Ähnlich sieht es die GEW-Vorsitzende Laura Pooth. „Wir hätten uns Rückhalt für Lehrer und Lehrerinnen gewünscht, damit die sich nicht unter Druck gesetzt fühlen.“ Die wenigsten würden trotz der Ausnahmesituation einfach so Leistungsnachweise einfordern – sondern weil sie versuchten, die staatlich vorgeschriebenen Prüfungsregelungen und Lehrpläne einzuhalten. „Sich dem zu widersetzen, erfordert einiges an Kraft und Mut“, sagte Pooth. Schließlich müssten sich Leh­re­r*in­nen immer auch vor Eltern rechtfertigen.

Erst vor vier Wochen hatten Schü­le­r*in­nen einen offenen Brief an den Kultusminister geschrieben, in dem sie ihn dazu aufforderten, Klassenarbeiten, Klausuren und sonstige verpflichtende Ersatzleistungen für die verbleibenden Wochen des Schuljahrs auszusetzen – mit Ausnahme der Prüfungen für Abschlussklassen. Die GEW hatte dies unterstützt. Es reiche nicht, wenn Minister Tonne „schöne Worte“ wie jetzt im Interview mache, sagte Pooth, „rechtlicher Rückhalt ist besser“.

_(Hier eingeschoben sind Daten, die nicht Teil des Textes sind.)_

//! Constraint propagation for backtracking constraint satisfaction search.
//!
//! Provides the propagation step a backtracking solver runs after each
//! assignment:
//!
//! - **CSP model**: finite-domain variables with revocable pruning,
//!   constraints with full-tuple and support checks, and a container that
//!   indexes constraints by variable.
//! - **Plain checking**: verifies constraints that just became fully
//!   assigned.
//! - **Forward checking (FC)**: prunes values of the last unassigned
//!   variable of each touched constraint.
//! - **Generalized arc consistency (GAC)**: prunes every value without
//!   support, propagating removals through an arc queue until a fixpoint.
//!
//! # Architecture
//!
//! The crate does not choose variables or values and does not own the
//! search tree. A driver assigns a variable, calls
//! [`Propagator::propagate`](propagation::Propagator::propagate), and on
//! backtrack undoes the returned [`PruneLog`](propagation::PruneLog) and
//! unassigns.
//!
//! # Examples
//!
//! ```
//! use u_propagate::csp::{Csp, Variable};
//! use u_propagate::propagation::{PropagatorConfig, Strategy};
//!
//! let mut csp = Csp::new("triangle");
//! let vars: Vec<_> = ["a", "b", "c"]
//!     .iter()
//!     .map(|name| csp.add_variable(Variable::range(*name, 1, 3)))
//!     .collect();
//! csp.add_all_different("alldiff", vars.clone()).unwrap();
//! csp.add_predicate("a = 1", vec![vars[0]], |t| t[0] == 1).unwrap();
//!
//! let mut gac = PropagatorConfig::default()
//!     .with_strategy(Strategy::GeneralizedArcConsistency)
//!     .build();
//!
//! let initial = gac.propagate(&mut csp, None);
//! assert!(initial.is_consistent());
//! assert_eq!(csp.variable(vars[0]).current_domain(), vec![1]);
//! assert_eq!(csp.variable(vars[1]).current_domain(), vec![2, 3]);
//! ```

pub mod csp;
pub mod propagation;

Tonnes Pressesprecher wies die Kritik auf Nachfrage der taz zurück. Dem Minister sei es darum gegangen, Eltern und Schü­le­r*in­nen die Sorge zu nehmen, sie müssten jetzt noch ganz viel Stoff nachholen. „Das ist nicht die Hauptaufgabe von Schule“, sagte der Sprecher Sebastian Schumann, „der Minister wollte deutlich machen, dass das soziale Miteinander im Mittelpunkt von Schule steht.“

Zudem habe es eine Reihe von Erleichterungen für Schü­le­r*in­nen gegeben. So seien einige Klausuren nicht geschrieben worden, auch Prüfungsaufgaben seien an die Pandemie angepasst worden. Ganz auf Prüfungen zu verzichten, wäre falsch, sagte Schumacher. „Wir tun niemand einen Gefallen, wenn dem Abschluss ein Coronamakel anhaftet.“

Die GEW-Vorsitzende Pooth bedauerte, dass die Krise nicht als Chance begriffen wurde, Schule einmal ganz neu zu denken –und zum Beispiel ganz auf Noten zu verzichten.